El Ulises me ha acompañado siempre y lo que quisiera hacer aquí es desentrañar algunas de las claves que explican la influencia que ha ejercido y sigue ejerciendo el libro dentro y fuera de la literatura, siguiendo la experiencia personal de mis acercamientos al texto. Lo primero que hay que señalar es la inmensa dificultad que entraña su lectura, lo cual ha dado lugar a dos paradojas que no se dan con ninguna otra obra literaria. La primera es, parafraseando a Borges, que el Ulises no se puede leer, solo analizar. En un ensayo publicado el pasado 13 de enero, aniversario de la muerte del escritor,  la narradora irlandesa Anne Enright, profesora del University College de Dublín, donde estudió Joyce, formula de manera expresiva la misma idea:  “Jamás he conseguido terminar el Ulises aunque mis ojos han visto todas las palabras que contiene”, escribió. La segunda paradoja nos lleva fuera de los confines de lo literario. Ninguna otra obra en la historia de la literatura universal ha despertado entre gente que no lee una fascinación como la que ejerce el Ulises. La prueba más palpable es lo que sucede cada 16 de junio, no solo en Dublín, donde transcurre la acción de la novela en esa fecha, sino en numerosas ciudades de todo el mundo. Nadie, en ningún lugar del planeta, se lanza a la calle como lo hacen en masa los dublineses cada Bloomsday, disfrazados de personajes de una novela que ni siquiera se han tomado la molestia de leer. Esto es algo que pude comprobar por mí mismo cuando acudí a Dublín con los Caballeros de la Orden del Finnegans, cuya historia contaré más adelante.

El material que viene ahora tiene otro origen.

//! Notification channel error types

use thiserror::Error;

/// Errors establishing or running the notification connection
#[derive(Debug, Clone, PartialEq, Eq, Error)]
pub enum ChannelError {
    /// The endpoint URL could not be built
    #[error("invalid notification endpoint: {0}")]
    InvalidEndpoint(String),

    /// The connection could not be established
    #[error("failed to connect: {0}")]
    Connect(String),

    /// The server rejected the protocol handshake
    #[error("handshake rejected: {0}")]
    Handshake(String),

    /// A frame could not be parsed
    #[error("protocol error: {0}")]
    Protocol(String),

    /// The server closed the connection with an error
    #[error("connection closed by server: {0}")]
    Closed(String),

    /// The underlying socket failed
    #[error("transport error: {0}")]
    Transport(String),
}
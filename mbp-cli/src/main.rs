use anyhow::Result;
use clap::{Parser, Subcommand};
use tracing_subscriber::EnvFilter;

mod commands;
mod config;

#[derive(Parser)]
#[command(name = "mbp", about = "Session login and live notifications for mbp")]
#[command(version, propagate_version = true)]
struct Cli {
    #[command(subcommand)]
    command: Commands,

    /// Verbose output
    #[arg(short, long, global = true)]
    verbose: bool,
}

#[derive(Subcommand)]
enum Commands {
    /// Manage configuration
    Config(commands::config::ConfigArgs),
    /// Stream notifications for the stored session until Ctrl-C
    Listen,
    /// Start a session with a token
    Login(commands::login::LoginArgs),
    /// End the session and forget the stored token
    Logout,
    /// Show the stored session
    Status,
}

#[tokio::main]
async fn main() -> Result<()> {
    let cli = Cli::parse();

    let default_level = if cli.verbose { "debug" } else { "info" };
    let filter =
        EnvFilter::try_from_default_env().unwrap_or_else(|_| EnvFilter::new(default_level));
    tracing_subscriber::fmt()
        .with_env_filter(filter)
        .with_writer(std::io::stderr)
        .init();

    match cli.command {
        Commands::Config(args) => commands::config::run(args),
        Commands::Listen => commands::listen::run().await,
        Commands::Login(args) => commands::login::run(args),
        Commands::Logout => commands::logout::run().await,
        Commands::Status => commands::status::run(),
    }
}
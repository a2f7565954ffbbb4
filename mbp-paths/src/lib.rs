//! XDG Base Directory paths for mbp.
//!
//! The client stores its config and its persisted session token under XDG
//! paths on every platform, so a token written on one machine layout is found
//! in the same place by every mbp binary.

use std::path::PathBuf;

/// Directory name used under the XDG base directories.
pub const APP_DIR: &str = "mbp";

/// Get the mbp config directory.
///
/// Returns `$XDG_CONFIG_HOME/mbp` if set, otherwise `~/.config/mbp`.
///
/// # Examples
///
/// ```
/// use mbp_paths::config_dir;
///
/// let config_file = config_dir().join("config.toml");
/// ```
pub fn config_dir() -> PathBuf {
    resolve("XDG_CONFIG_HOME", ".config")
}

/// Get the mbp data directory.
///
/// Returns `$XDG_DATA_HOME/mbp` if set, otherwise `~/.local/share/mbp`.
/// The file-backed token store keeps `<prefix>_token` here.
///
/// # Examples
///
/// ```
/// use mbp_paths::data_dir;
///
/// let token_file = data_dir().join("mbp_token");
/// ```
pub fn data_dir() -> PathBuf {
    resolve("XDG_DATA_HOME", ".local/share")
}

fn resolve(env_var: &str, home_relative: &str) -> PathBuf {
    match std::env::var(env_var) {
        Ok(base) if !base.is_empty() => PathBuf::from(base).join(APP_DIR),
        _ => match dirs::home_dir() {
            Some(home) => home.join(home_relative).join(APP_DIR),
            None => PathBuf::from(home_relative).join(APP_DIR),
        },
    }
}

#[cfg(test)]
mod tests {
    use super::*;
    use serial_test::serial;

    #[test]
    #[serial]
    fn test_config_dir_ends_with_mbp() {
        let path = config_dir();
        assert!(path.ends_with("mbp"), "config_dir should end with 'mbp'");
    }

    #[test]
    #[serial]
    fn test_data_dir_ends_with_mbp() {
        let path = data_dir();
        assert!(path.ends_with("mbp"), "data_dir should end with 'mbp'");
    }

    #[test]
    #[serial]
    fn test_config_dir_respects_xdg_env() {
        unsafe {
            std::env::set_var("XDG_CONFIG_HOME", "/tmp/test-config");
        }
        let path = config_dir();
        unsafe {
            std::env::remove_var("XDG_CONFIG_HOME");
        }
        assert_eq!(path, PathBuf::from("/tmp/test-config/mbp"));
    }

    #[test]
    #[serial]
    fn test_data_dir_respects_xdg_env() {
        unsafe {
            std::env::set_var("XDG_DATA_HOME", "/tmp/test-data");
        }
        let path = data_dir();
        unsafe {
            std::env::remove_var("XDG_DATA_HOME");
        }
        assert_eq!(path, PathBuf::from("/tmp/test-data/mbp"));
    }

    #[test]
    #[serial]
    fn test_empty_xdg_env_falls_back_to_home() {
        unsafe {
            std::env::set_var("XDG_DATA_HOME", "");
        }
        let path = data_dir();
        unsafe {
            std::env::remove_var("XDG_DATA_HOME");
        }
        assert!(path.ends_with(".local/share/mbp"));
    }
}
//! # Supplier Repository
//!
//! Database operations for suppliers. Suppliers are only ever inserted and
//! read; products reference them by id.

use sqlx::SqlitePool;
use tracing::debug;

use crate::error::DbResult;
use stockroom_core::validation::validate_new_supplier;
use stockroom_core::{NewSupplier, Supplier};

/// Repository for supplier database operations.
#[derive(Debug, Clone)]
pub struct SupplierRepository {
    pool: SqlitePool,
}

impl SupplierRepository {
    /// Creates a new SupplierRepository.
    pub fn new(pool: SqlitePool) -> Self {
        SupplierRepository { pool }
    }

    /// Inserts a new supplier.
    ///
    /// ## Returns
    /// * `Ok(Supplier)` - Inserted supplier with its generated id
    /// * `Err(DbError::Validation)` - Name is blank or too long
    pub async fn insert(&self, supplier: &NewSupplier) -> DbResult<Supplier> {
        let supplier = validate_new_supplier(supplier)?;

        debug!(name = %supplier.name, "Inserting supplier");

        let inserted = sqlx::query_as::<_, Supplier>(
            r#"
            INSERT INTO suppliers (name, contact)
            VALUES (?1, ?2)
            RETURNING id, name, contact
            "#,
        )
        .bind(&supplier.name)
        .bind(&supplier.contact)
        .fetch_one(&self.pool)
        .await?;

        Ok(inserted)
    }

    /// Lists all suppliers, oldest first.
    pub async fn list(&self) -> DbResult<Vec<Supplier>> {
        let suppliers = sqlx::query_as::<_, Supplier>(
            r#"
            SELECT id, name, contact
            FROM suppliers
            ORDER BY id
            "#,
        )
        .fetch_all(&self.pool)
        .await?;

        debug!(count = suppliers.len(), "Listed suppliers");
        Ok(suppliers)
    }

    /// Gets a supplier by its id.
    pub async fn get_by_id(&self, id: i64) -> DbResult<Option<Supplier>> {
        let supplier = sqlx::query_as::<_, Supplier>(
            r#"
            SELECT id, name, contact
            FROM suppliers
            WHERE id = ?1
            "#,
        )
        .bind(id)
        .fetch_optional(&self.pool)
        .await?;

        Ok(supplier)
    }

    /// Checks whether a supplier with this id exists.
    pub async fn exists(&self, id: i64) -> DbResult<bool> {
        supplier_exists(&self.pool, id).await
    }

    /// Counts suppliers.
    pub async fn count(&self) -> DbResult<i64> {
        let count: i64 = sqlx::query_scalar("SELECT COUNT(*) FROM suppliers")
            .fetch_one(&self.pool)
            .await?;

        Ok(count)
    }
}

/// Looks a supplier id up on any executor, so the product insert can run the
/// same check inside its transaction.
pub(crate) async fn supplier_exists<'e, E>(executor: E, id: i64) -> DbResult<bool>
where
    E: sqlx::SqliteExecutor<'e>,
{
    let found: Option<i64> = sqlx::query_scalar("SELECT 1 FROM suppliers WHERE id = ?1")
        .bind(id)
        .fetch_optional(executor)
        .await?;

    Ok(found.is_some())
}
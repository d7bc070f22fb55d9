//! # stockroom-db: Database Layer for Stockroom
//!
//! This crate provides database access for the Stockroom inventory tracker.
//! It uses a local SQLite file with sqlx.
//!
//! ## Architecture Position
//! ```text
//! ┌─────────────────────────────────────────────────────────────────────────┐
//! │                        Stockroom Data Flow                              │
//! │                                                                         │
//! │  Menu choice (5. Stock IN)                                             │
//! │       │                                                                 │
//! │       ▼                                                                 │
//! │  ┌─────────────────────────────────────────────────────────────────┐   │
//! │  │                   stockroom-db (THIS CRATE)                     │   │
//! │  │                                                                 │   │
//! │  │   ┌───────────────┐    ┌───────────────┐    ┌──────────────┐  │   │
//! │  │   │   Database    │    │  Repositories │    │  Migrations  │  │   │
//! │  │   │   (pool.rs)   │    │               │    │  (embedded)  │  │   │
//! │  │   │               │    │ SupplierRepo  │    │              │  │   │
//! │  │   │ SqlitePool    │◄───│ ProductRepo   │    │ 001_initial_ │  │   │
//! │  │   │ (1 conn)      │    │ StockLedger   │    │   schema.sql │  │   │
//! │  │   │               │    │ ReportRepo    │    │              │  │   │
//! │  │   └───────────────┘    └───────────────┘    └──────────────┘  │   │
//! │  └─────────────────────────────────────────────────────────────────┘   │
//! │       │                                                                 │
//! │       ▼                                                                 │
//! │  inventory.db                                                          │
//! └─────────────────────────────────────────────────────────────────────────┘
//! ```
//!
//! ## Usage
//!
//! ```rust,ignore
//! use stockroom_db::{Database, DbConfig};
//!
//! let db = Database::new(DbConfig::new("inventory.db")).await?;
//! let supplier = db.suppliers().insert(&NewSupplier::new("Acme")).await?;
//! let adjustment = db.ledger().stock_in(product_id, 5).await?;
//! ```

// =============================================================================
// Module Declarations
// =============================================================================

pub mod error;
pub mod migrations;
pub mod pool;
pub mod repository;

// =============================================================================
// Re-exports
// =============================================================================

pub use error::{DbError, DbResult, ErrorKind};
pub use pool::{Database, DbConfig};

pub use repository::ledger::StockLedger;
pub use repository::product::ProductRepository;
pub use repository::report::ReportRepository;
pub use repository::supplier::SupplierRepository;
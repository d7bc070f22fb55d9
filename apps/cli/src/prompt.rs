//! # Line Prompts
//!
//! Reads answers from any `BufRead` and writes prompts to any `Write`, so
//! the menu can be driven by stdin/stdout or by in-memory buffers in tests.
//!
//! Numeric prompts keep asking until they get something parseable. End of
//! input surfaces as [`PromptError::Closed`] from every prompt.

use std::fmt::Display;
use std::io::{self, BufRead, Write};

use stockroom_core::Money;

/// Prompt failures.
#[derive(Debug, thiserror::Error)]
pub enum PromptError {
    /// Input reached end of file.
    #[error("input closed")]
    Closed,

    #[error(transparent)]
    Io(#[from] io::Error),
}

pub type PromptResult<T> = Result<T, PromptError>;

impl From<PromptError> for io::Error {
    fn from(err: PromptError) -> Self {
        match err {
            PromptError::Closed => io::Error::new(io::ErrorKind::UnexpectedEof, "input closed"),
            PromptError::Io(e) => e,
        }
    }
}

/// A question/answer channel over a reader and a writer.
pub struct Prompter<R, W> {
    input: R,
    output: W,
}

impl<R: BufRead, W: Write> Prompter<R, W> {
    pub fn new(input: R, output: W) -> Self {
        Prompter { input, output }
    }

    /// Returns the writer, consuming the prompter.
    pub fn into_output(self) -> W {
        self.output
    }

    /// Writes one line.
    pub fn say(&mut self, text: impl Display) -> PromptResult<()> {
        writeln!(self.output, "{text}")?;
        Ok(())
    }

    /// Asks a question and returns the trimmed answer.
    pub fn line(&mut self, prompt: &str) -> PromptResult<String> {
        write!(self.output, "{prompt}")?;
        self.output.flush()?;

        let mut buf = String::new();
        if self.input.read_line(&mut buf)? == 0 {
            return Err(PromptError::Closed);
        }
        Ok(buf.trim().to_string())
    }

    /// Like [`line`](Self::line), but an empty answer is `None`.
    pub fn optional_line(&mut self, prompt: &str) -> PromptResult<Option<String>> {
        let answer = self.line(prompt)?;
        Ok((!answer.is_empty()).then_some(answer))
    }

    /// Asks until the answer is an integer.
    pub fn integer(&mut self, prompt: &str) -> PromptResult<i64> {
        loop {
            match self.line(prompt)?.parse::<i64>() {
                Ok(value) => return Ok(value),
                Err(_) => self.say("⚠ Please enter a valid integer.")?,
            }
        }
    }

    /// Asks until the answer is an integer or empty.
    pub fn optional_integer(&mut self, prompt: &str) -> PromptResult<Option<i64>> {
        loop {
            let answer = self.line(prompt)?;
            if answer.is_empty() {
                return Ok(None);
            }
            match answer.parse::<i64>() {
                Ok(value) => return Ok(Some(value)),
                Err(_) => self.say("⚠ Please enter a valid integer, or press Enter to skip.")?,
            }
        }
    }

    /// Asks until the answer is a decimal amount.
    pub fn money(&mut self, prompt: &str) -> PromptResult<Money> {
        loop {
            match self.line(prompt)?.parse::<Money>() {
                Ok(value) => return Ok(value),
                Err(err) => self.say(format!("⚠ {err}"))?,
            }
        }
    }
}

#[cfg(test)]
mod tests {
    use super::*;
    use std::io::Cursor;

    fn prompter(input: &str) -> Prompter<Cursor<String>, Vec<u8>> {
        Prompter::new(Cursor::new(input.to_string()), Vec::new())
    }

    fn output(p: Prompter<Cursor<String>, Vec<u8>>) -> String {
        String::from_utf8(p.into_output()).unwrap()
    }

    #[test]
    fn line_trims_and_writes_prompt() {
        let mut p = prompter("  hello  \n");
        assert_eq!(p.line("Name: ").unwrap(), "hello");
        assert_eq!(output(p), "Name: ");
    }

    #[test]
    fn optional_line_empty_is_none() {
        let mut p = prompter("\nx\n");
        assert_eq!(p.optional_line("? ").unwrap(), None);
        assert_eq!(p.optional_line("? ").unwrap(), Some("x".to_string()));
    }

    #[test]
    fn integer_retries_until_valid() {
        let mut p = prompter("abc\n1.5\n42\n");
        assert_eq!(p.integer("Qty: ").unwrap(), 42);

        let out = output(p);
        assert_eq!(out.matches("Please enter a valid integer").count(), 2);
        assert_eq!(out.matches("Qty: ").count(), 3);
    }

    #[test]
    fn optional_integer() {
        let mut p = prompter("\nx\n7\n");
        assert_eq!(p.optional_integer("Id: ").unwrap(), None);
        assert_eq!(p.optional_integer("Id: ").unwrap(), Some(7));
    }

    #[test]
    fn money_retries_on_bad_format() {
        let mut p = prompter("twelve\n1,5\n12.5\n");
        assert_eq!(p.money("Price: ").unwrap(), Money::from_cents(1250));

        let out = output(p);
        assert_eq!(out.matches("expected a number such as 12.50").count(), 2);
    }

    #[test]
    fn money_accepts_more_than_two_decimals() {
        let mut p = prompter("0.125\n");
        assert_eq!(p.money("Price: ").unwrap(), Money::from_cents(13));
        assert_eq!(output(p), "Price: ");
    }

    #[test]
    fn end_of_input_is_closed() {
        let mut p = prompter("");
        assert!(matches!(p.line("? "), Err(PromptError::Closed)));

        let mut p = prompter("abc\n");
        assert!(matches!(p.integer("? "), Err(PromptError::Closed)));
    }
}
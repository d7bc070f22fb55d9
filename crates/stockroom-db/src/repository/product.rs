//! # Product Repository
//!
//! Database operations for products.
//!
//! ## Key Operations
//! - Insert with supplier reference check
//! - Listing joined with supplier names
//! - Lookup by id
//!
//! Stock levels are never written here after insert; every later change goes
//! through the [`StockLedger`](crate::StockLedger) so it is logged.
//!
//! ## Supplier Reference Check
//! ```text
//! ┌─────────────────────────────────────────────────────────────────────────┐
//! │  insert(NewProduct { supplier_id: Some(7), .. })                        │
//! │       │                                                                 │
//! │       ▼                                                                 │
//! │  validate_new_product()  ── name / quantity / price rules               │
//! │       │                                                                 │
//! │       ▼                                                                 │
//! │  SELECT 1 FROM suppliers WHERE id = 7                                   │
//! │       │                                                                 │
//! │       ├── missing → ValidationError::UnknownReference (nothing written) │
//! │       │                                                                 │
//! │       ▼                                                                 │
//! │  INSERT INTO products ...                                               │
//! └─────────────────────────────────────────────────────────────────────────┘
//! ```

use sqlx::SqlitePool;
use tracing::debug;

use crate::error::DbResult;
use crate::repository::supplier::supplier_exists;
use stockroom_core::validation::validate_new_product;
use stockroom_core::{NewProduct, Product, ProductListing, ValidationError};

/// Repository for product database operations.
#[derive(Debug, Clone)]
pub struct ProductRepository {
    pool: SqlitePool,
}

impl ProductRepository {
    /// Creates a new ProductRepository.
    pub fn new(pool: SqlitePool) -> Self {
        ProductRepository { pool }
    }

    /// Inserts a new product.
    ///
    /// ## Returns
    /// * `Ok(Product)` - Inserted product with its generated id
    /// * `Err(DbError::Validation)` - Bad field, or `supplier_id` doesn't exist
    pub async fn insert(&self, product: &NewProduct) -> DbResult<Product> {
        let product = validate_new_product(product)?;

        debug!(name = %product.name, supplier_id = ?product.supplier_id, "Inserting product");

        let mut tx = self.pool.begin().await?;

        if let Some(supplier_id) = product.supplier_id {
            if !supplier_exists(&mut *tx, supplier_id).await? {
                return Err(ValidationError::unknown_reference("Supplier", supplier_id).into());
            }
        }

        let inserted = sqlx::query_as::<_, Product>(
            r#"
            INSERT INTO products (name, category, quantity, price_cents, supplier_id)
            VALUES (?1, ?2, ?3, ?4, ?5)
            RETURNING id, name, category, quantity, price_cents, supplier_id
            "#,
        )
        .bind(&product.name)
        .bind(&product.category)
        .bind(product.quantity)
        .bind(product.price.cents())
        .bind(product.supplier_id)
        .fetch_one(&mut *tx)
        .await?;

        tx.commit().await?;

        Ok(inserted)
    }

    /// Lists all products with their supplier's name, oldest first.
    pub async fn list(&self) -> DbResult<Vec<ProductListing>> {
        let products = sqlx::query_as::<_, ProductListing>(
            r#"
            SELECT
                p.id,
                p.name,
                p.category,
                p.quantity,
                p.price_cents,
                p.supplier_id,
                s.name AS supplier_name
            FROM products p
            LEFT JOIN suppliers s ON s.id = p.supplier_id
            ORDER BY p.id
            "#,
        )
        .fetch_all(&self.pool)
        .await?;

        debug!(count = products.len(), "Listed products");
        Ok(products)
    }

    /// Gets a product by its id.
    ///
    /// ## Returns
    /// * `Ok(Some(Product))` - Product found
    /// * `Ok(None)` - Product not found
    pub async fn get_by_id(&self, id: i64) -> DbResult<Option<Product>> {
        let product = sqlx::query_as::<_, Product>(
            r#"
            SELECT id, name, category, quantity, price_cents, supplier_id
            FROM products
            WHERE id = ?1
            "#,
        )
        .bind(id)
        .fetch_optional(&self.pool)
        .await?;

        Ok(product)
    }

    /// Counts products.
    pub async fn count(&self) -> DbResult<i64> {
        let count: i64 = sqlx::query_scalar("SELECT COUNT(*) FROM products")
            .fetch_one(&self.pool)
            .await?;

        Ok(count)
    }
}
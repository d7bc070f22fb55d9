//! # Error Types
//!
//! Domain-specific error types for stockroom-core.
//!
//! ## Error Hierarchy
//! ```text
//! ┌─────────────────────────────────────────────────────────────────────────┐
//! │                         Error Types                                     │
//! │                                                                         │
//! │  stockroom-core errors (this file)                                     │
//! │  ├── CoreError        - Stock rule violations                          │
//! │  └── ValidationError  - Input validation failures                      │
//! │                                                                         │
//! │  stockroom-db errors (separate crate)                                  │
//! │  └── DbError          - Database operation failures                    │
//! │                                                                         │
//! │  CLI errors (in app)                                                   │
//! │  └── CliError         - What the menu prints                           │
//! │                                                                         │
//! │  Flow: ValidationError → CoreError → DbError → CliError → Console      │
//! └─────────────────────────────────────────────────────────────────────────┘
//! ```

use thiserror::Error;

// =============================================================================
// Core Error
// =============================================================================

/// Stock rule violations.
#[derive(Debug, Error)]
pub enum CoreError {
    /// Insufficient stock to complete a stock-out.
    ///
    /// ## User Workflow
    /// ```text
    /// Stock OUT (qty: 15)
    ///      │
    ///      ▼
    /// Check stock: available=10
    ///      │
    ///      ▼
    /// InsufficientStock { product_id: 1, available: 10, requested: 15 }
    ///      │
    ///      ▼
    /// Menu shows: "Not enough stock for product 1: available 10, requested 15"
    /// ```
    #[error("Not enough stock for product {product_id}: available {available}, requested {requested}")]
    InsufficientStock {
        product_id: i64,
        available: i64,
        requested: i64,
    },

    /// Validation error (wraps ValidationError).
    #[error(transparent)]
    Validation(#[from] ValidationError),
}

// =============================================================================
// Validation Error
// =============================================================================

/// Input validation errors.
///
/// These errors occur when user input doesn't meet requirements.
/// Used for early validation before anything touches the database.
#[derive(Debug, Clone, PartialEq, Eq, Error)]
pub enum ValidationError {
    /// A required field is missing or empty.
    #[error("{field} is required")]
    Required { field: String },

    /// Field value is too long.
    #[error("{field} must be at most {max} characters")]
    TooLong { field: String, max: usize },

    /// Value must be positive.
    #[error("{field} must be a positive integer")]
    MustBePositive { field: String },

    /// Value must be zero or greater.
    #[error("{field} must be 0 or greater")]
    Negative { field: String },

    /// Numeric value is out of range.
    #[error("{field} must be between {min} and {max}")]
    OutOfRange { field: String, min: i64, max: i64 },

    /// Invalid format (e.g., unparseable price).
    #[error("{field} has invalid format: {reason}")]
    InvalidFormat { field: String, reason: String },

    /// A referenced entity does not exist (e.g., unknown supplier id).
    #[error("{entity} {id} does not exist")]
    UnknownReference { entity: String, id: i64 },
}

impl ValidationError {
    /// Creates an UnknownReference error for a given entity type and ID.
    pub fn unknown_reference(entity: impl Into<String>, id: i64) -> Self {
        ValidationError::UnknownReference {
            entity: entity.into(),
            id,
        }
    }
}

// =============================================================================
// Result Type Alias
// =============================================================================

/// Convenience type alias for Results with CoreError.
pub type CoreResult<T> = Result<T, CoreError>;

// =============================================================================
// Unit Tests
// =============================================================================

La segunda vez que leí el Ulises lo hice en inglés. Tardé años en completar el recorrido, dejando deliberadamente largos intervalos de tiempo entre lectura y lectura. A partir de entonces, salvo incursiones esporádicas, mi única cita fija con el libro era cuando llegaba Bloomsday. En 1999 apareció la tercera traducción de la novela al español y Revista de Libros me propuso hacer un estudio comparativo de las tres versiones del Ulises entonces existentes en nuestro idioma. Dije que no, intimidado por la enormidad de la tarea, pero cuando al cabo de un año me volvieron a llamar, diciéndome que tras haber consultado con mucha gente no habían encontrado a nadie dispuesto a hacer aquel trabajo comprendí que tenía la obligación moral de aceptar. A lo largo de un año, efectué una serie de calas en profundidad, cotejando extensos fragmentos de las tres ediciones. Cuando terminé, escribí un artículo titulado “El íncubo de lo imposible” que obtuvo el Premio Bartolomé March al mejor ensayo crítico del año. Entre los miembros del jurado figuraban Guillermo Cabrera Infante, Eduardo Mendoza, Fernando Savater, Luis Goytisolo y Félix de Azúa.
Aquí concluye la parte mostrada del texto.